--- INFORMATION PROVIDED Enclosed Below ---
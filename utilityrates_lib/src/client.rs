//! Pacing and retry wrapper around the USURDB API client.
//!
//! The upstream service expects polite clients: every request is preceded by
//! a fixed cooldown relative to the previous one, and transient failures are
//! retried a bounded number of times with linear backoff. The cooldown is
//! applied here, above the raw client, so direct-name lookups observe the
//! same pacing as geographic sweeps.

use std::future::Future;
use std::sync::Mutex;
use std::time::{Duration, Instant};

use usurdb_api::types::RawRateItem;
use usurdb_api::{Client, GeoRateQuery, UtilityRateQuery};

use crate::error::UtilityRatesError;

/// Retry and pacing knobs. Constructed explicitly so tests can run with zero
/// delays instead of sleeping for real.
#[derive(Debug, Clone, Copy)]
pub struct PacingConfig {
    /// Attempts per logical query before giving up.
    pub max_attempts: u32,
    /// Linear backoff unit: the n-th failed attempt waits `n * backoff_base`.
    pub backoff_base: Duration,
    /// Minimum gap between consecutive HTTP requests.
    pub cooldown: Duration,
}

impl Default for PacingConfig {
    fn default() -> Self {
        Self {
            max_attempts: 3,
            backoff_base: Duration::from_secs(1),
            cooldown: Duration::from_millis(300),
        }
    }
}

impl PacingConfig {
    /// All delays zeroed. For tests.
    pub fn immediate() -> Self {
        Self {
            max_attempts: 3,
            backoff_base: Duration::ZERO,
            cooldown: Duration::ZERO,
        }
    }

    fn backoff_for_attempt(&self, attempt: u32) -> Duration {
        self.backoff_base * attempt
    }
}

/// API client wrapper enforcing the sequential, rate-limited calling
/// discipline of the pipeline.
pub struct PacedClient {
    inner: Client,
    config: PacingConfig,
    /// Tracks when the last HTTP request was sent, for the cooldown.
    last_request: Mutex<Option<Instant>>,
}

impl PacedClient {
    /// Creates a paced client against the production API.
    pub fn new(api_key: &str, config: PacingConfig) -> Self {
        Self {
            inner: Client::new(api_key),
            config,
            last_request: Mutex::new(None),
        }
    }

    /// Creates a paced client with a custom base URL. Used for testing.
    pub fn with_base_url(base_url: &str, api_key: &str, config: PacingConfig) -> Self {
        Self {
            inner: Client::with_base_url(base_url, api_key),
            config,
            last_request: Mutex::new(None),
        }
    }

    async fn pace(&self) {
        let sleep_dur = {
            let last = self.last_request.lock().unwrap_or_else(|e| e.into_inner());
            last.and_then(|last_time| self.config.cooldown.checked_sub(last_time.elapsed()))
        };
        if let Some(dur) = sleep_dur {
            if !dur.is_zero() {
                tokio::time::sleep(dur).await;
            }
        }
        *self.last_request.lock().unwrap_or_else(|e| e.into_inner()) = Some(Instant::now());
    }

    async fn with_retry<T, F, Fut>(&self, label: &str, mut f: F) -> Result<T, UtilityRatesError>
    where
        F: FnMut() -> Fut,
        Fut: Future<Output = Result<T, usurdb_api::Error>>,
    {
        let mut attempt = 0u32;
        loop {
            attempt += 1;
            self.pace().await;
            match f().await {
                Ok(val) => return Ok(val),
                Err(e) => {
                    if attempt >= self.config.max_attempts {
                        tracing::error!(
                            "{} failed after {} attempts: {}",
                            label,
                            attempt,
                            e
                        );
                        return Err(UtilityRatesError::Api(e));
                    }
                    let wait = self.config.backoff_for_attempt(attempt);
                    tracing::warn!(
                        "{} attempt {} failed: {}; retrying in {:?}",
                        label,
                        attempt,
                        e,
                        wait
                    );
                    tokio::time::sleep(wait).await;
                }
            }
        }
    }

    /// Fetches rate items around a geographic point, retrying transient
    /// failures. Callers treat a final error as zero items for that point.
    pub async fn geo_rates(
        &self,
        query: &GeoRateQuery,
    ) -> Result<Vec<RawRateItem>, UtilityRatesError> {
        self.with_retry("geographic rate query", || self.inner.get_rates(query))
            .await
            .map(|resp| resp.items)
    }

    /// Fetches rate items for one utility by name, newest first.
    pub async fn rates_for_utility(
        &self,
        query: &UtilityRateQuery,
    ) -> Result<Vec<RawRateItem>, UtilityRatesError> {
        self.with_retry("direct utility lookup", || {
            self.inner.get_rates_for_utility(query)
        })
        .await
        .map(|resp| resp.items)
    }
}
#[cfg(test)]
mod tests {
    use super::*;
    use crate::record::UtilityType;
    use crate::reference::NetMeteringType;
    use usurdb_api::types::RateTier;

    fn item(eiaid: Option<i64>, utility: &str, startdate: i64, rate: f64) -> RawRateItem {
        RawRateItem {
            eiaid,
            utility: Some(utility.to_string()),
            startdate: Some(startdate),
            energyratestructure: vec![vec![RateTier {
                rate: Some(rate),
                ..RateTier::default()
            }]],
            ..RawRateItem::default()
        }
    }

    fn today() -> NaiveDate {
        NaiveDate::from_ymd_opt(2026, 2, 1).unwrap()
    }

    #[test]
    fn newer_start_date_wins() {
        let merged = merge_candidates(vec![
            item(Some(1), "Util A", 100, 0.10),
            item(Some(1), "Util A", 200, 0.12),
        ]);
        assert_eq!(merged.len(), 1);
        assert_eq!(merged[0].startdate, Some(200));
    }

    #[test]
    fn equal_start_dates_keep_first_seen() {
        let merged = merge_candidates(vec![
            item(Some(1), "First", 100, 0.10),
            item(Some(1), "Second", 100, 0.12),
        ]);
        assert_eq!(merged.len(), 1);
        assert_eq!(merged[0].utility.as_deref(), Some("First"));
    }

    #[test]
    fn older_item_is_discarded() {
        let merged = merge_candidates(vec![
            item(Some(1), "Newer", 200, 0.12),
            item(Some(1), "Older", 100, 0.10),
        ]);
        assert_eq!(merged.len(), 1);
        assert_eq!(merged[0].utility.as_deref(), Some("Newer"));
    }

    #[test]
    fn merge_preserves_first_appearance_order() {
        let merged = merge_candidates(vec![
            item(Some(3), "C", 50, 0.10),
            item(Some(1), "A", 50, 0.10),
            item(Some(3), "C newer", 90, 0.11),
            item(Some(2), "B", 50, 0.10),
        ]);
        let ids: Vec<_> = merged.iter().map(|i| i.eiaid.unwrap()).collect();
        assert_eq!(ids, vec![3, 1, 2]);
        assert_eq!(merged[0].utility.as_deref(), Some("C newer"));
    }

    #[test]
    fn items_without_eiaid_are_dropped() {
        let merged = merge_candidates(vec![
            item(None, "No id", 100, 0.10),
            item(Some(7), "Has id", 100, 0.10),
        ]);
        assert_eq!(merged.len(), 1);
        assert_eq!(merged[0].eiaid, Some(7));
    }

    #[test]
    fn customer_count_exact_then_substring() {
        let known = vec![
            KnownUtility {
                name: "Delmarva Power".to_string(),
                customer_count: 310000,
            },
            KnownUtility {
                name: "Georgia Power Co".to_string(),
                customer_count: 2700000,
            },
        ];
        assert_eq!(resolve_customer_count("Delmarva Power", &known), 310000);
        // API name is longer than the known name
        assert_eq!(
            resolve_customer_count("Delmarva Power & Light Co", &known),
            310000
        );
        // Known name is longer than the API name
        assert_eq!(resolve_customer_count("Georgia Power", &known), 2700000);
        assert_eq!(resolve_customer_count("Mystery Electric", &known), 0);
    }

    #[test]
    fn implausible_rate_replaced_by_state_average() {
        let reference = ReferenceData::builtin();
        let mut raw = item(Some(1), "Delmarva Power", 100, 5.0);
        let record = record_from_item(&raw, "DE", &reference, today()).unwrap();
        assert_eq!(record.residential_avg_rate, 0.1432);

        raw.energyratestructure[0][0].rate = Some(0.001);
        let record = record_from_item(&raw, "DE", &reference, today()).unwrap();
        assert_eq!(record.residential_avg_rate, 0.1432);
    }

    #[test]
    fn missing_rate_replaced_by_state_average() {
        let raw = RawRateItem {
            eiaid: Some(1),
            utility: Some("Delmarva Power".to_string()),
            ..RawRateItem::default()
        };
        let reference = ReferenceData::builtin();
        let record = record_from_item(&raw, "DE", &reference, today()).unwrap();
        assert_eq!(record.residential_avg_rate, 0.1432);
    }

    #[test]
    fn plausible_rate_survives() {
        let reference = ReferenceData::builtin();
        let raw = item(Some(1), "Delmarva Power", 100, 0.1102);
        let record = record_from_item(&raw, "DE", &reference, today()).unwrap();
        assert_eq!(record.residential_avg_rate, 0.1102);
    }

    #[test]
    fn record_carries_state_net_metering_policy() {
        let reference = ReferenceData::builtin();
        let raw = item(Some(1), "Georgia Power Co", 100, 0.12);
        let record = record_from_item(&raw, "GA", &reference, today()).unwrap();
        assert!(!record.has_net_metering);
        assert_eq!(record.net_metering_type, NetMeteringType::None);
        assert_eq!(record.customer_count, 2700000);
    }

    #[test]
    fn synthesized_record_uses_reference_defaults() {
        let reference = ReferenceData::builtin();
        let known = KnownUtility {
            name: "Delmarva Power".to_string(),
            customer_count: 310000,
        };
        let record = synthesize_record(&known, "DE", &reference, today());
        assert_eq!(record.utility_name, "Delmarva Power");
        assert_eq!(record.state, "DE");
        assert_eq!(record.utility_type, UtilityType::Iou);
        assert_eq!(record.customer_count, 310000);
        assert_eq!(record.residential_avg_rate, 0.1432);
        assert_eq!(record.rate_structure, RateStructure::Tiered);
        assert!(!record.tou_available);
        assert!(!record.demand_charges);
        assert!(record.has_net_metering);
        assert!(record.utility_id.starts_with("name:"));
    }

    #[test]
    fn direct_lookup_record_prefers_eiaid() {
        let reference = ReferenceData::builtin();
        let known = KnownUtility {
            name: "Delmarva Power".to_string(),
            customer_count: 310000,
        };
        let raw = item(Some(9026), "Delmarva Power Co", 100, 0.1054);
        let record = record_from_direct_lookup(&raw, &known, "DE", &reference, today());
        assert_eq!(record.utility_id, "9026");
        // Name and count come from the reference entry, not the item.
        assert_eq!(record.utility_name, "Delmarva Power");
        assert_eq!(record.customer_count, 310000);
        assert_eq!(record.residential_avg_rate, 0.1054);

        let no_id = item(None, "Delmarva Power Co", 100, 0.1054);
        let record = record_from_direct_lookup(&no_id, &known, "DE", &reference, today());
        assert!(record.utility_id.starts_with("name:"));
    }
}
--- End of Enclosed INFORMATION PROVIDED ---
* [ABOUT THIS EXERCISE]: Please return exactly the lines from the first line of the material through the one with "The cooldown is", and no lines after it.

* [RESPONSE AREA]:
filename utilityrates_lib/src/client.rs
//! Pacing and retry wrapper around the USURDB API client.
//!
//! The upstream service expects polite clients: every request is preceded by
//! a fixed cooldown relative to the previous one, and transient failures are
//! retried a bounded number of times with linear backoff. The cooldown is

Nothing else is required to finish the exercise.